La fédération “Régions et Peuples Solidaires” (fédération de partis politiques autonomistes de France) (1) en association avec l'Alliance Libre Européenne (parti politique européen rassemblant des partis indépendantistes et autonomistes de l'Union européenne) (2) a organisé à Paris, mercredi 22 mars, une après-midi intitulée « Décolonisons les régions !». Plus exactement, décolonisons les “nations sans État” de l’Europe, nations colonisées par les États-Nations que sont l’Espagne, la France, la Belgique et la Grande-Bretagne.

(voir notre article) et (voir notre article)
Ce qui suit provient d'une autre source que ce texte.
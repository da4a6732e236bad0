//! Construction-time failures of the layout engine
//!
//! Record-level problems (unknown cluster, bad weight) are never errors;
//! they are counted in an [`IngestReport`](crate::registry::IngestReport).
//! Only a malformed engine configuration or a misuse of the lifecycle is
//! reported through [`LayoutError`].

use thiserror::Error;

#[derive(Debug, Clone, Error, PartialEq)]
pub enum LayoutError {
    #[error("cluster anchor mapping is empty")]
    EmptyClusterMap,
    #[error("cluster anchor {label} has a non-finite coordinate")]
    NonFiniteAnchor { label: String },
    #[error("cluster label registered twice: {0}")]
    DuplicateCluster(String),
    #[error("invalid layout config: {0}")]
    InvalidConfig(String),
    #[error("engine already holds a node set")]
    AlreadyLoaded,
    #[error("engine has been stopped")]
    Stopped,
}

pub type Result<T> = std::result::Result<T, LayoutError>;
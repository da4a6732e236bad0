//! Overlap relaxation
//!
//! A positional constraint rather than a force: each overlapping pair is
//! pushed apart along the line between centres, half the correction to each
//! side. Corrections from all pairs are accumulated against the same
//! snapshot and applied together, so the result does not depend on the
//! order pairs are visited. Dense clusters need many ticks to clear fully.

use crate::collisions::{CollisionDetector, DirectDetector, Overlap, TreeDetector};
use crate::config::CollisionConfig;
use crate::forces::jiggle;
use nalgebra::{Point2, Vector2};

/// Apply one relaxation step for a set of detected overlaps
///
/// Each pair's correction is `depth × strength`, split evenly.
///
/// # Examples
///
/// ```
/// use spacechart::collisions::{resolve_overlaps, CollisionDetector, DirectDetector};
/// use nalgebra::Point2;
///
/// let mut positions = vec![Point2::new(0.0, 0.0), Point2::new(6.0, 0.0)];
/// let radii = vec![5.0, 5.0];
///
/// let overlaps = DirectDetector.detect(&positions, &radii);
/// resolve_overlaps(&mut positions, &overlaps, 1.0);
///
/// assert_eq!(positions[0], Point2::new(-2.0, 0.0));
/// assert_eq!(positions[1], Point2::new(8.0, 0.0));
/// ```
pub fn resolve_overlaps(positions: &mut [Point2<f64>], overlaps: &[Overlap], strength: f64) {
    let mut corrections = vec![Vector2::zeros(); positions.len()];

    for overlap in overlaps {
        let diff = positions[overlap.b] - positions[overlap.a];
        let direction = if overlap.separation > 0.0 {
            diff / overlap.separation
        } else {
            let j = jiggle(overlap.a, overlap.b);
            j / j.magnitude()
        };

        let push = direction * (overlap.depth() * strength * 0.5);
        corrections[overlap.a] -= push;
        corrections[overlap.b] += push;
    }

    positions
        .iter_mut()
        .zip(corrections)
        .for_each(|(pos, correction)| *pos += correction);
}

/// Collision pass run once per tick on tentative positions
pub struct CollisionResolver {
    /// Added to each node radius
    pub padding: f64,
    pub strength: f64,
    pub iterations: usize,
    detector: Box<dyn CollisionDetector>,
}

impl CollisionResolver {
    pub fn new(padding: f64, strength: f64, iterations: usize) -> Self {
        Self {
            padding,
            strength,
            iterations,
            detector: Box::new(DirectDetector),
        }
    }

    pub fn from_config(config: &CollisionConfig) -> Self {
        let resolver = Self::new(config.padding, config.strength, config.iterations);
        if config.use_tree {
            resolver.with_detector(TreeDetector)
        } else {
            resolver
        }
    }

    pub fn with_detector<D: CollisionDetector + 'static>(mut self, detector: D) -> Self {
        self.detector = Box::new(detector);
        self
    }

    /// Relax overlaps between circles of `radii + padding`
    ///
    /// Returns the number of overlapping pairs seen in the first pass.
    pub fn relax(&self, positions: &mut [Point2<f64>], radii: &[f64]) -> usize {
        let padded: Vec<f64> = radii.iter().map(|r| r + self.padding).collect();

        let mut first = None;
        for _ in 0..self.iterations {
            let overlaps = self.detector.detect(positions, &padded);
            first.get_or_insert(overlaps.len());
            if overlaps.is_empty() {
                break;
            }
            resolve_overlaps(positions, &overlaps, self.strength);
        }

        first.unwrap_or(0)
    }
}

impl Default for CollisionResolver {
    fn default() -> Self {
        Self::from_config(&CollisionConfig::default())
    }
}
use approx::assert_relative_eq;
use rand::{Rng, SeedableRng};
use rand_chacha::ChaChaRng;

use crate::forces::{DirectRepulsion, ForceModel, TreeRepulsion};
use crate::node::Node;
use crate::registry::NodeRegistry;
use crate::test_support::{node_at, registry_of, two_anchors};

fn random_registry(seed: u64, n: u32) -> NodeRegistry {
    let mut rng = ChaChaRng::seed_from_u64(seed);
    let nodes: Vec<Node> = (0..n)
        .map(|i| {
            node_at(
                i,
                (i % 2) as u16,
                rng.gen_range(0.0..800.0),
                rng.gen_range(0.0..700.0),
                5.0,
            )
        })
        .collect();
    registry_of(&two_anchors(), nodes)
}

#[test]
fn test_exact_when_theta_zero() {
    let registry = random_registry(5, 40);
    let direct = DirectRepulsion::new(-10.0, 1.0);
    let tree = TreeRepulsion::new(-10.0, 1.0, 0.0);

    let exact = direct.velocity_deltas(&registry);
    let approx = tree.velocity_deltas(&registry);

    for (e, a) in exact.iter().zip(&approx) {
        assert_relative_eq!(e.x, a.x, epsilon = 1e-9);
        assert_relative_eq!(e.y, a.y, epsilon = 1e-9);
    }
}

#[test]
fn test_single_and_batched_agree() {
    let registry = random_registry(9, 25);
    let tree = TreeRepulsion::default();
    let batched = tree.velocity_deltas(&registry);

    for i in [0, 12, 24] {
        let single = tree.velocity_delta(i, &registry);
        assert_relative_eq!(single.x, batched[i].x, epsilon = 1e-12);
        assert_relative_eq!(single.y, batched[i].y, epsilon = 1e-12);
    }
}

#[test]
fn test_points_away_from_crowd() {
    let anchors = two_anchors();
    let mut nodes: Vec<Node> = (0..10)
        .map(|i| node_at(i, 0, 500.0 + i as f64, 500.0 + (i * 3 % 7) as f64, 2.0))
        .collect();
    nodes.push(node_at(10, 0, 0.0, 0.0, 2.0));
    let registry = registry_of(&anchors, nodes);

    let push = TreeRepulsion::default().velocity_delta(10, &registry);
    assert!(push.x < 0.0);
    assert!(push.y < 0.0);
}

#[test]
fn test_empty_registry() {
    let registry = registry_of(&two_anchors(), Vec::new());
    assert!(TreeRepulsion::default().velocity_deltas(&registry).is_empty());
}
Quelle doit être la place de ces pays, Catalogne, Pays Basque, Galice, Alsace, Bretagne, Corse, Occitanie, Flandres, Wallonie, Écosse, Irlande du Nord, Pays de Galles en Europe ? Certains veulent plus d'autonomie. D'autres réclament même leur indépendance, tout en affirmant leur volonté de continuer à participer à la construction européenne.

Le président de la fédération a mis l’accent, dans son introduction, sur le caractère toujours problématique de la situation française caractérisée par une centralisation étouffante ; ce qui le conduit, à tort (voir la Corse), à considérer qu’il ne peut pas avoir en France de velléités d’indépendance de ses minorités nationales. Ce n’est pas le semblant de réforme du régime socialiste qui a changé beaucoup de choses. Il a parlé à son sujet d'homéostasie administrative : on change tout pour ne rien changer !
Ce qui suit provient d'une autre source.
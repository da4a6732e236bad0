//! The user-steerable proximity probe
//!
//! A square footprint moved in fixed steps by discrete commands. Queries
//! only read the registry; they never touch node state.

use crate::config::{ProbeConfig, Viewport};
use crate::node::Node;
use crate::registry::NodeRegistry;
use nalgebra::{Point2, Vector2};
use serde::{Deserialize, Serialize};
#[cfg(feature = "tsify")]
use tsify_next::Tsify;

/// Axis-aligned movement command
///
/// Layout coordinates grow downward, so `Up` decreases `y`.
#[derive(Debug, Clone, Copy, PartialEq, Eq, Hash, Serialize, Deserialize)]
#[cfg_attr(feature = "tsify", derive(Tsify))]
#[cfg_attr(feature = "tsify", tsify(into_wasm_abi, from_wasm_abi))]
#[serde(rename_all = "lowercase")]
pub enum Direction {
    Up,
    Down,
    Left,
    Right,
}

impl Direction {
    pub const ALL: [Direction; 4] = [
        Direction::Up,
        Direction::Down,
        Direction::Left,
        Direction::Right,
    ];

    /// Unit offset for one step
    pub fn offset(self) -> Vector2<f64> {
        match self {
            Direction::Up => Vector2::new(0.0, -1.0),
            Direction::Down => Vector2::new(0.0, 1.0),
            Direction::Left => Vector2::new(-1.0, 0.0),
            Direction::Right => Vector2::new(1.0, 0.0),
        }
    }
}

/// # Examples
///
/// ```
/// use spacechart::probe::{Direction, Probe};
/// use nalgebra::Point2;
///
/// let mut probe = Probe::new(Point2::new(400.0, 350.0), 10.0, 10.0);
/// probe.move_in(Direction::Up);
/// probe.move_in(Direction::Right);
///
/// assert_eq!(probe.position, Point2::new(410.0, 340.0));
/// ```
#[derive(Debug, Clone, PartialEq)]
pub struct Probe {
    pub position: Point2<f64>,
    pub half_size: f64,
    pub step: f64,
}

impl Probe {
    pub fn new(position: Point2<f64>, half_size: f64, step: f64) -> Self {
        Self {
            position,
            half_size,
            step,
        }
    }

    /// Starts at the configured point, or the viewport centre
    pub fn from_config(config: &ProbeConfig, viewport: &Viewport) -> Self {
        let [x, y] = config.start.unwrap_or_else(|| viewport.center());
        Self::new(Point2::new(x, y), config.half_size, config.step)
    }

    /// Move one step and return the new position
    ///
    /// The probe is not confined to the viewport.
    pub fn move_in(&mut self, direction: Direction) -> Point2<f64> {
        self.position += direction.offset() * self.step;
        self.position
    }

    /// The closest node whose centre lies within `half_size + radius`
    ///
    /// Reach is strict: a node exactly at the threshold is not a hit.
    /// Exact distance ties go to the node earlier in registry order.
    pub fn query_nearest<'r>(&self, registry: &'r NodeRegistry) -> Option<&'r Node> {
        registry
            .nodes()
            .iter()
            .map(|node| (node, node.distance_to_point(self.position)))
            .filter(|(node, dist)| *dist < self.half_size + node.radius)
            .fold(None, |best: Option<(&Node, f64)>, (node, dist)| match best {
                Some((_, best_dist)) if best_dist <= dist => best,
                _ => Some((node, dist)),
            })
            .map(|(node, _)| node)
    }
}

impl Default for Probe {
    fn default() -> Self {
        Self::from_config(&ProbeConfig::default(), &Viewport::default())
    }
}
Ont suivi des interventions de la porte-parole catalane pour les affaires extérieures d'Esquerra Republica de Catalunya, de la vice-présidente basque de l'ALE, élue au EH Bildu en Alava (Euskal Herria) et d’une Galicienne, eurodéputée (ALE) représentant le BNGa (Galice).

Pour ces trois peuples, la décolonisation est en marche avec bien entendu des avancées différentes.

La plus décolonisée, la Catalogne, reconnue comme nation par l’Espagne, envisage, dès septembre 2017, son indépendance, en organisant, malgré l’opposition des pouvoirs espagnols, un référendum. La puissante mobilisation de la société civile et le rassemblement des forces politiques catalanes se traduisent par une forte adhésion au “Tous ensemble pour le Oui” à l’indépendance.

Dans le Pays Basque espagnol, la logique de décolonisation est aussi claire et suit le chemin non-violent suivi par la Catalogne (chaînes humaines, manifestations festives).

Le rassemblement politique est acquis et dépasse les barrières idéologiques. Elle est encouragée par le processus de désarmement mené par les “Artisans de la paix” et prévu le 8 avril.

Désarmement contrecarré malheureusement par les pouvoirs politiques espagnols et français.

Cette logique de décolonisation est beaucoup moins claire dans le Pays Basque français associé pour l’occasion, sur la tribune, au pays Basque espagnol.

Heureux présage ? Son délégué, adjoint au maire d'Urrugne, ému de se trouver à Paris pour représenter la nouvelle collectivité territoriale acquise de longue lutte, a évoqué les freins puissants qu’opposent toujours les institutions centralisées françaises, à commencer par la nouvelle région administrative “Nouvelle Aquitaine”.

De plus, comme les deux intervenants basques l’ont fait remarquer, l’effacement de l’intériorisation des frontières, imposées par l’Espagne et la France aux Basques des deux pays, nécessite une révolution des consciences et des esprits.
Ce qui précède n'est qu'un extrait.